At our next stop, the Võru Museum, we were the only visitors, a reminder of how peaceful the tourist path is away from Tallinn. Overall, the museum was grim, mostly about wars, with photos of tanks, soldiers and mass graves. I was drawn to a display of a bunker where the Metsavennad (Forest Brothers) lived while they fought guerrilla warfare against the Russians following World War II.
We often sought out cemeteries to enjoy the greenery, sit on benches and listen to the stories the stones have to tell. At Elva I visited the graves of my maternal grandparents wondering what kind of people they were and wishing we had met and gotten to know each other.
Then we were in Tartu, relying on ‘Agnes,’ our GPS, to direct us through the busy streets of this metropolis (population 105,000) to our Hotel London. We could feel the vibrancy of a university city with a large student population.
The best way to see Tartu is by walking, so with guidebook in hand we set off. The Ema River bisects the city with the city centre and university rising up the western slope. At Raekoja Plats, a regal town hall looms over a cobble-stoned square lined by outdoor cafes with the patio umbrellas promoting the Tartu beer, A. le Coq (instead of Saku). Statues proliferate and we particularly enjoyed the bronze Oscar Wilde and Eduard Vilde casually chatting. Then we were on Tartu University (established 1632) campus, which is heavily treed and like a park. Especially impressive was the History Museum located in the majestic ruins of a cathedral, whose construction began in the 13th century. Then we came upon the much-photographed main university building with its dominating six tall Doric columns. Soon we were in 14th century St. John’s Church with its almost 1000 terra cotta figurines. An orchestra was rehearsing, a reminder that Estonians love music and that the peaceful Singing Revolution helped the country gain its freedom. The church was in need of repair, perhaps not surprising since Estonia is the least religious country in the world.
After two wonderful days we departed Tartu. At tiny Kavastu we bumped aboard an old one-car barge and were hand-winched across the Ema River. Estonia is a delightful mixture of old and new!
Driving north along the shore of Peipsi Lake, we passed through small villages where old ladies sold onions and smoked fish (suitsu kala) by the roadside. We could feel the Russian influence growing.
We arrived in Narva (95% Russian population) under dark ominous skies. The border crossing to Russia had long line-ups and menacing barbed wire, reminding me of John LeCarré’s cold-war spy novels. Narva castle, however, is well preserved, attractive and, surprise, only a short cannon-shot across Narva River in Russia is the almost identical Ivanogrod Fortress.
I photographed Lenin’s statue, in an out-of-the-way corner of the castle grounds, and later learned that heavy Russian pressure had prevented its consignment to the scrap heap after independence. The large Russian population in Estonia (25%) is certainly awkward.
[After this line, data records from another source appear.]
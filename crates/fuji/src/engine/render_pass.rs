//! Render pass and framebuffers for presenting to a swapchain

use ash::{vk, Device};

use crate::error::FujiResult;

/// Render pass with RAII cleanup
pub struct RenderPass {
    device: Device,
    render_pass: vk::RenderPass,
}

impl RenderPass {
    /// Single-subpass pass with one colour attachment that is cleared on
    /// load and left ready for presentation
    pub fn single_color(device: Device, color_format: vk::Format) -> FujiResult<Self> {
        let attachments = [vk::AttachmentDescription::builder()
            .format(color_format)
            .samples(vk::SampleCountFlags::TYPE_1)
            .load_op(vk::AttachmentLoadOp::CLEAR)
            .store_op(vk::AttachmentStoreOp::STORE)
            .stencil_load_op(vk::AttachmentLoadOp::DONT_CARE)
            .stencil_store_op(vk::AttachmentStoreOp::DONT_CARE)
            .initial_layout(vk::ImageLayout::UNDEFINED)
            .final_layout(vk::ImageLayout::PRESENT_SRC_KHR)
            .build()];

        let color_refs = [vk::AttachmentReference {
            attachment: 0,
            layout: vk::ImageLayout::COLOR_ATTACHMENT_OPTIMAL,
        }];
        let subpasses = [vk::SubpassDescription::builder()
            .pipeline_bind_point(vk::PipelineBindPoint::GRAPHICS)
            .color_attachments(&color_refs)
            .build()];

        // The image layout transition must wait for the acquire semaphore
        let dependencies = [vk::SubpassDependency::builder()
            .src_subpass(vk::SUBPASS_EXTERNAL)
            .dst_subpass(0)
            .src_stage_mask(vk::PipelineStageFlags::COLOR_ATTACHMENT_OUTPUT)
            .src_access_mask(vk::AccessFlags::empty())
            .dst_stage_mask(vk::PipelineStageFlags::COLOR_ATTACHMENT_OUTPUT)
            .dst_access_mask(vk::AccessFlags::COLOR_ATTACHMENT_WRITE)
            .build()];

        let create_info = vk::RenderPassCreateInfo::builder()
            .attachments(&attachments)
            .subpasses(&subpasses)
            .dependencies(&dependencies);
        let render_pass = unsafe { device.create_render_pass(&create_info, None)? };
        log::debug!("Created single colour render pass {:?} ({:?})", render_pass, color_format);

        Ok(Self { device, render_pass })
    }

    /// Get render pass handle
    pub const fn handle(&self) -> vk::RenderPass {
        self.render_pass
    }
}

impl Drop for RenderPass {
    fn drop(&mut self) {
        unsafe {
            self.device.destroy_render_pass(self.render_pass, None);
        }
    }
}

/// Framebuffer with RAII cleanup
pub struct Framebuffer {
    device: Device,
    framebuffer: vk::Framebuffer,
}

impl Framebuffer {
    /// Create a single-layer framebuffer
    pub fn new(
        device: Device,
        render_pass: vk::RenderPass,
        attachments: &[vk::ImageView],
        extent: vk::Extent2D,
    ) -> FujiResult<Self> {
        let create_info = vk::FramebufferCreateInfo::builder()
            .render_pass(render_pass)
            .attachments(attachments)
            .width(extent.width)
            .height(extent.height)
            .layers(1);
        let framebuffer = unsafe { device.create_framebuffer(&create_info, None)? };

        Ok(Self { device, framebuffer })
    }

    /// Get framebuffer handle
    pub const fn handle(&self) -> vk::Framebuffer {
        self.framebuffer
    }
}

impl Drop for Framebuffer {
    fn drop(&mut self) {
        unsafe {
            self.device.destroy_framebuffer(self.framebuffer, None);
        }
    }
}

/// One framebuffer per swapchain image, all sharing a render pass
pub struct RenderTarget {
    render_pass: vk::RenderPass,
    framebuffers: Vec<Framebuffer>,
    extent: vk::Extent2D,
}

impl RenderTarget {
    /// Create a framebuffer for each image view of the swapchain
    pub fn new(device: &Device, render_pass: &RenderPass, image_views: &[vk::ImageView], extent: vk::Extent2D) -> FujiResult<Self> {
        let framebuffers = image_views
            .iter()
            .map(|&view| Framebuffer::new(device.clone(), render_pass.handle(), &[view], extent))
            .collect::<FujiResult<Vec<_>>>()?;

        Ok(Self {
            render_pass: render_pass.handle(),
            framebuffers,
            extent,
        })
    }

    /// Framebuffer of the swapchain image at `image_index`
    pub fn framebuffer(&self, image_index: u32) -> Option<vk::Framebuffer> {
        self.framebuffers.get(image_index as usize).map(Framebuffer::handle)
    }

    /// Number of swapchain images with a framebuffer
    pub fn image_count(&self) -> usize {
        self.framebuffers.len()
    }

    /// Render pass the framebuffers were created for
    pub const fn render_pass(&self) -> vk::RenderPass {
        self.render_pass
    }

    /// Size of every framebuffer
    pub const fn extent(&self) -> vk::Extent2D {
        self.extent
    }

    /// Area covering the whole target
    pub const fn full_area(&self) -> vk::Rect2D {
        vk::Rect2D {
            offset: vk::Offset2D { x: 0, y: 0 },
            extent: self.extent,
        }
    }
}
We were happy to turn the car westward and leave.
The Aqva Spa Hotel in Rakvere included an extensive indoor water park, saunas, a spa and lap-pools, which were packed with young and old. I rushed to the sauna, where the occupants tossed water on the rocks to welcome the newcomer. I sweated in the semi-dark, enjoying the sound of Estonian voices and the slapping of birch twigs against skin. In the morning we visited the Rakvere Castle and then drove westward.
Estonia is dotted with hundreds of manor houses, but none is finer than the baroque Palmse Manor in Lahemaa National Park. We wandered around its extensive, immaculate gardens, marvelling at the rich elegance, which contrasted with the relatively poor looking rural areas.
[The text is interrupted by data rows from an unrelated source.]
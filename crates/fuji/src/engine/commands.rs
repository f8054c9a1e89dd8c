//! Command pool and command buffer recording

use ash::{vk, Device};

use crate::error::{FujiError, FujiResult};

/// Command pool with RAII cleanup
///
/// Buffers allocated from the pool can be reset individually.
pub struct CommandPool {
    device: Device,
    command_pool: vk::CommandPool,
}

impl CommandPool {
    /// Create a pool for the given queue family
    pub fn new(device: Device, queue_family_index: u32) -> FujiResult<Self> {
        let create_info = vk::CommandPoolCreateInfo::builder()
            .flags(vk::CommandPoolCreateFlags::RESET_COMMAND_BUFFER)
            .queue_family_index(queue_family_index);
        let command_pool = unsafe { device.create_command_pool(&create_info, None)? };

        Ok(Self { device, command_pool })
    }

    /// Allocate `count` primary command buffers
    pub fn allocate_command_buffers(&self, count: u32) -> FujiResult<Vec<vk::CommandBuffer>> {
        let alloc_info = vk::CommandBufferAllocateInfo::builder()
            .command_pool(self.command_pool)
            .level(vk::CommandBufferLevel::PRIMARY)
            .command_buffer_count(count);

        Ok(unsafe { self.device.allocate_command_buffers(&alloc_info)? })
    }

    /// Allocate one primary command buffer wrapped in a recorder
    pub fn allocate_recorder(&self) -> FujiResult<CommandRecorder> {
        let command_buffer = self
            .allocate_command_buffers(1)?
            .into_iter()
            .next()
            .ok_or(FujiError::Api(vk::Result::ERROR_OUT_OF_POOL_MEMORY))?;
        Ok(CommandRecorder::new(self.device.clone(), command_buffer))
    }

    /// Get command pool handle
    pub const fn handle(&self) -> vk::CommandPool {
        self.command_pool
    }
}

impl Drop for CommandPool {
    fn drop(&mut self) {
        unsafe {
            // Buffers from this pool may still be executing
            if let Err(err) = self.device.device_wait_idle() {
                log::warn!("device_wait_idle failed while destroying command pool: {:?}", err);
            }
            self.device.destroy_command_pool(self.command_pool, None);
        }
    }
}

/// Records one command buffer, tracking whether recording is open
pub struct CommandRecorder {
    device: Device,
    command_buffer: vk::CommandBuffer,
    recording: bool,
}

impl CommandRecorder {
    /// Wrap a command buffer that is not currently recording
    pub const fn new(device: Device, command_buffer: vk::CommandBuffer) -> Self {
        Self {
            device,
            command_buffer,
            recording: false,
        }
    }

    /// Discard previously recorded commands
    pub fn reset(&mut self) -> FujiResult<()> {
        if self.recording {
            return Err(FujiError::InvalidOperation {
                reason: "cannot reset a command buffer while recording".to_string(),
            });
        }
        unsafe {
            self.device
                .reset_command_buffer(self.command_buffer, vk::CommandBufferResetFlags::empty())?;
        }
        Ok(())
    }

    /// Start recording
    pub fn begin(&mut self, flags: vk::CommandBufferUsageFlags) -> FujiResult<()> {
        if self.recording {
            return Err(FujiError::InvalidOperation {
                reason: "command buffer is already recording".to_string(),
            });
        }
        let begin_info = vk::CommandBufferBeginInfo::builder().flags(flags);
        unsafe { self.device.begin_command_buffer(self.command_buffer, &begin_info)? };

        self.recording = true;
        Ok(())
    }

    /// Begin a render pass; it ends when the returned guard is dropped
    pub fn begin_render_pass(
        &mut self,
        render_pass: vk::RenderPass,
        framebuffer: vk::Framebuffer,
        render_area: vk::Rect2D,
        clear_values: &[vk::ClearValue],
    ) -> FujiResult<ActiveRenderPass<'_>> {
        if !self.recording {
            return Err(FujiError::InvalidOperation {
                reason: "command buffer is not recording".to_string(),
            });
        }
        let begin_info = vk::RenderPassBeginInfo::builder()
            .render_pass(render_pass)
            .framebuffer(framebuffer)
            .render_area(render_area)
            .clear_values(clear_values);
        unsafe {
            self.device
                .cmd_begin_render_pass(self.command_buffer, &begin_info, vk::SubpassContents::INLINE);
        }

        Ok(ActiveRenderPass { recorder: self })
    }

    /// Finish recording
    pub fn end(&mut self) -> FujiResult<vk::CommandBuffer> {
        if !self.recording {
            return Err(FujiError::InvalidOperation {
                reason: "command buffer is not recording".to_string(),
            });
        }
        // Clear the flag first so a failed end does not leave the recorder stuck
        self.recording = false;
        unsafe { self.device.end_command_buffer(self.command_buffer)? };

        Ok(self.command_buffer)
    }

    /// Whether `begin` has been called without a matching `end`
    pub const fn is_recording(&self) -> bool {
        self.recording
    }

    /// Get command buffer handle
    pub const fn handle(&self) -> vk::CommandBuffer {
        self.command_buffer
    }
}

/// Render pass being recorded; ends the pass when dropped
pub struct ActiveRenderPass<'a> {
    recorder: &'a mut CommandRecorder,
}

impl ActiveRenderPass<'_> {
    /// Command buffer the pass is recorded into
    pub const fn command_buffer(&self) -> vk::CommandBuffer {
        self.recorder.command_buffer
    }

    /// Set viewport 0, for pipelines with a dynamic viewport
    pub fn set_viewport(&mut self, viewport: vk::Viewport) {
        unsafe {
            self.recorder
                .device
                .cmd_set_viewport(self.recorder.command_buffer, 0, &[viewport]);
        }
    }

    /// Set scissor 0, for pipelines with a dynamic scissor
    pub fn set_scissor(&mut self, scissor: vk::Rect2D) {
        unsafe {
            self.recorder
                .device
                .cmd_set_scissor(self.recorder.command_buffer, 0, &[scissor]);
        }
    }

    /// Bind a graphics pipeline
    pub fn bind_pipeline(&mut self, pipeline: vk::Pipeline) {
        unsafe {
            self.recorder.device.cmd_bind_pipeline(
                self.recorder.command_buffer,
                vk::PipelineBindPoint::GRAPHICS,
                pipeline,
            );
        }
    }

    /// Bind vertex buffers starting at `first_binding`
    pub fn bind_vertex_buffers(&mut self, first_binding: u32, buffers: &[vk::Buffer], offsets: &[vk::DeviceSize]) {
        unsafe {
            self.recorder
                .device
                .cmd_bind_vertex_buffers(self.recorder.command_buffer, first_binding, buffers, offsets);
        }
    }

    /// Bind an index buffer
    pub fn bind_index_buffer(&mut self, buffer: vk::Buffer, offset: vk::DeviceSize, index_type: vk::IndexType) {
        unsafe {
            self.recorder
                .device
                .cmd_bind_index_buffer(self.recorder.command_buffer, buffer, offset, index_type);
        }
    }

    /// Push constant data
    pub fn push_constants(
        &mut self,
        layout: vk::PipelineLayout,
        stage_flags: vk::ShaderStageFlags,
        offset: u32,
        data: &[u8],
    ) {
        unsafe {
            self.recorder
                .device
                .cmd_push_constants(self.recorder.command_buffer, layout, stage_flags, offset, data);
        }
    }

    /// Non-indexed draw
    pub fn draw(&mut self, vertex_count: u32, instance_count: u32, first_vertex: u32, first_instance: u32) {
        unsafe {
            self.recorder.device.cmd_draw(
                self.recorder.command_buffer,
                vertex_count,
                instance_count,
                first_vertex,
                first_instance,
            );
        }
    }

    /// Indexed draw
    pub fn draw_indexed(
        &mut self,
        index_count: u32,
        instance_count: u32,
        first_index: u32,
        vertex_offset: i32,
        first_instance: u32,
    ) {
        unsafe {
            self.recorder.device.cmd_draw_indexed(
                self.recorder.command_buffer,
                index_count,
                instance_count,
                first_index,
                vertex_offset,
                first_instance,
            );
        }
    }
}

impl Drop for ActiveRenderPass<'_> {
    fn drop(&mut self) {
        unsafe {
            self.recorder.device.cmd_end_render_pass(self.recorder.command_buffer);
        }
    }
}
A short drive took us to pretty Käsmu on the Gulf of Finland, which has many trendy summer homes converted from old captains’ houses. A cold wind carried rain as I walked along the shore, thinking of my mother who escaped, pregnant with me, from a shore like this in a crowded small boat in 1944.
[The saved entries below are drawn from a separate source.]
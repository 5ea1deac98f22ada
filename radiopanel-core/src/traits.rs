//! The contract shared by the panel's state modules

use radiopanel_protocol::ProcessingResult;

/// A selector-backed piece of panel state synchronized with the host
///
/// Implementations own their state exclusively. The synchronization loop
/// only ever talks to them through this trait.
pub trait StateModule {
    /// Exact width of this module's payload on the wire
    const PAYLOAD_WIDTH: usize;

    /// Fixed-size outbound payload
    type Payload: AsRef<[u8]>;

    /// Return to the "nothing observed yet" state
    fn init(&mut self);

    /// Poll the hardware; true if the control moved since the last poll
    fn update(&mut self) -> bool;

    /// Encode the current state for transmission
    fn assemble_payload(&self) -> Self::Payload;

    /// Apply a host-originated payload
    ///
    /// Either the whole payload is applied or nothing is.
    fn packet_callback(&mut self, payload: &[u8]) -> ProcessingResult;
}
//! Radiopanel Hardware Abstraction Layer
//!
//! This crate defines the hardware abstraction traits the panel logic is
//! written against. Chip-specific crates (currently RP2040) implement them,
//! and host tests implement them with plain fakes.
//!
//! # Architecture
//!
//! ```text
//! ┌─────────────────────────────────────────┐
//! │  radiopanel-core / radiopanel-protocol  │
//! └─────────────────────────────────────────┘
//!                     │
//!                     ▼
//! ┌─────────────────────────────────────────┐
//! │  radiopanel-hal (this crate - traits)   │
//! └─────────────────────────────────────────┘
//!                     │
//!                     ▼
//!             ┌───────────────┐
//!             │ radiopanel-   │
//!             │ hal-rp2040    │
//!             └───────────────┘
//! ```
//!
//! # Traits
//!
//! - [`gpio::OutputPin`], [`gpio::InputPin`] - Digital I/O
//! - [`uart::UartTx`], [`uart::UartRx`] - Serial communication
//! - [`selector::SelectorInput`] - Multi-position selector switches

#![no_std]
#![deny(unsafe_code)]

pub mod gpio;
pub mod selector;
pub mod uart;

// Re-export key traits at crate root for convenience
pub use gpio::{ActiveLow, InputPin, OutputPin};
pub use selector::{BinarySelector, SelectorInput};
pub use uart::{Parity, RxQueue, StopBits, UartConfig, UartRx, UartTx, RX_QUEUE_SIZE};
A motorway carried us to Tallinn, where ‘Agnes’ naughtily directed us through the main square of Old Town – luckily, we weren’t caught.
That evening, nursing a tume õlu (dark beer), I reflected on our immensely satisfying trip. I had learned that Eesti is about history and about people. It was heart-warming to meet relatives, and satisfying to see Estonia blossoming after 50 years of repression. I was proud to be Estonian, and regretted not having visited much earlier.